Neisserial lipooligosaccharide is a target for complement component C4b - Inner core phosphoethanolamine residues define C4b linkage specificity

We identified Neisseria meningitidis lipooligosaccharide ( LOS) as an acceptor for complement component C4b ( C4b). Phosphoethanolamine ( PEA) residues on the second heptose ( HepII) residue in the LOS core structure formed amide linkages with C4b. PEA at the 6- position of HepII ( 6- PEA) was more efficient than 3- PEA in binding C4b. Strains bearing 6- PEA bound more C4b than strains with 3- PEA and were more susceptible to complement-mediated killing in serum bactericidal assays.

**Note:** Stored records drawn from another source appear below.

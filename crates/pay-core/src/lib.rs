//! # pay-core
//!
//! Core types and traits for xaman-qr-pay.
//!
//! This crate provides:
//! - `PayloadProvider` trait for the service that creates signable payloads
//! - `PaymentRequestInput` validation and `XrpAmount` drop conversion
//! - `PayloadRequest` / `CreatedPayload` / `PaymentRequestResult` wire shapes
//! - `PaymentError` for typed error handling
//!
//! ## Example
//!
//! ```rust,ignore
//! use pay_core::{PaymentRequestInput, PayloadRequest, ReturnUrls};
//!
//! let payment = PaymentRequestInput::from_body(&body)?.validate()?;
//! let request = PayloadRequest::payment(&payment, ReturnUrls::for_public_host(host));
//!
//! let result = provider
//!     .create_payload(&credentials, &request)
//!     .await?
//!     .into_result()?;
//!
//! // Show result.qr_code_url, or open result.deep_link on mobile
//! ```

pub mod amount;
pub mod error;
pub mod payload;
pub mod provider;

// Re-exports for convenience
pub use amount::{AmountError, XrpAmount, DROPS_PER_XRP};
pub use error::{PaymentError, PaymentResult};
pub use payload::{
    CreatedPayload, PayloadRequest, PaymentRequestInput, PaymentRequestResult,
    PaymentTransaction, ValidatedPayment, INVALID_AMOUNT_MESSAGE, MISSING_FIELDS_MESSAGE,
};
pub use provider::{BoxedPayloadProvider, PayloadProvider, ProviderCredentials, ReturnUrls};
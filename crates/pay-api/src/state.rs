//! # Application State
//!
//! Shared state for the Axum application.
//! Built once at startup and handed to every request: server config,
//! XUMM secrets, return URLs, and the payload provider.

use pay_core::{BoxedPayloadProvider, ReturnUrls};
use pay_xumm::{XummConfig, XummPayloadClient};
use std::sync::Arc;

/// Application configuration
#[derive(Debug, Clone)]
pub struct AppConfig {
    /// Host to bind to
    pub host: String,
    /// Port to listen on
    pub port: u16,
    /// Public hostname of this deployment, used for the wallet's web return URL
    pub public_host: Option<String>,
    /// Environment (development, staging, production)
    pub environment: String,
}

impl AppConfig {
    /// Load from environment variables
    pub fn from_env() -> Self {
        dotenvy::dotenv().ok();

        Self::from_vars(|name| std::env::var(name).ok())
    }

    /// Load through an arbitrary variable lookup.
    ///
    /// `PUBLIC_HOST` wins over `VERCEL_URL`; both are optional.
    pub fn from_vars(lookup: impl Fn(&str) -> Option<String>) -> Self {
        let public_host = lookup("PUBLIC_HOST")
            .or_else(|| lookup("VERCEL_URL"))
            .filter(|h| !h.trim().is_empty());

        Self {
            host: lookup("HOST").unwrap_or_else(|| "127.0.0.1".to_string()),
            port: lookup("PORT")
                .and_then(|p| p.parse().ok())
                .unwrap_or(3000),
            public_host,
            environment: lookup("ENVIRONMENT").unwrap_or_else(|| "development".to_string()),
        }
    }

    /// Get the socket address to bind to
    pub fn socket_addr(&self) -> anyhow::Result<std::net::SocketAddr> {
        format!("{}:{}", self.host, self.port)
            .parse()
            .map_err(|e| anyhow::anyhow!("Invalid socket address {}:{}: {}", self.host, self.port, e))
    }

    /// Check if running in production
    pub fn is_production(&self) -> bool {
        self.environment == "production"
    }

    /// Return URLs derived from the public host
    pub fn return_urls(&self) -> ReturnUrls {
        ReturnUrls::for_public_host(self.public_host.as_deref())
    }
}

/// Shared application state
#[derive(Clone)]
pub struct AppState {
    /// Payload provider
    pub provider: BoxedPayloadProvider,
    /// XUMM secrets (may be incomplete; checked per request)
    pub xumm: XummConfig,
    /// Wallet return URLs
    pub return_urls: ReturnUrls,
    /// Application config
    pub config: AppConfig,
}

impl AppState {
    /// Create a new AppState backed by the XUMM platform API
    pub fn new() -> anyhow::Result<Self> {
        let config = AppConfig::from_env();
        let xumm = XummConfig::from_env();

        let client = XummPayloadClient::new(&xumm)
            .map_err(|e| anyhow::anyhow!("Failed to initialize XUMM client: {}", e))?;

        Ok(Self::with_provider(config, xumm, Arc::new(client)))
    }

    /// Create state around any provider (tests inject fakes here)
    pub fn with_provider(
        config: AppConfig,
        xumm: XummConfig,
        provider: BoxedPayloadProvider,
    ) -> Self {
        let return_urls = config.return_urls();

        Self {
            provider,
            xumm,
            return_urls,
            config,
        }
    }
}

Deleting 3- PEA from a strain that expressed both 3- and 6- PEA simultaneously on HepII did not decrease C4b binding. Glycose chain extension of the first heptose residue ( HepI) influenced the nature of the C4b- LOS linkage. Predominantly ester C4b- LOS bonds were seen when lacto-N- neotetraose formed the terminus of the glycose chain extension of HepI with 3- PEA on HepII in the LOS core. Related LOS species with more truncated chain extensions from HepI bound C4b via amide linkages to 3- PEA on HepII. However, 6- PEA in the LOS core bound C4b even when the glycose chain from HepI bore lacto-N-neotetraose at the terminus. The C4A isoform exclusively formed amide linkages, whereas C4B bound meningococci preferentially via ester linkages. These data may serve to explain the preponderance of 3- PEA- bearing meningococci among clinical isolates, because 6- PEA enhances C4b binding that may facilitate clearance of 6- PEA- bearing strains resulting from enhanced serum killing by the classical pathway of complement.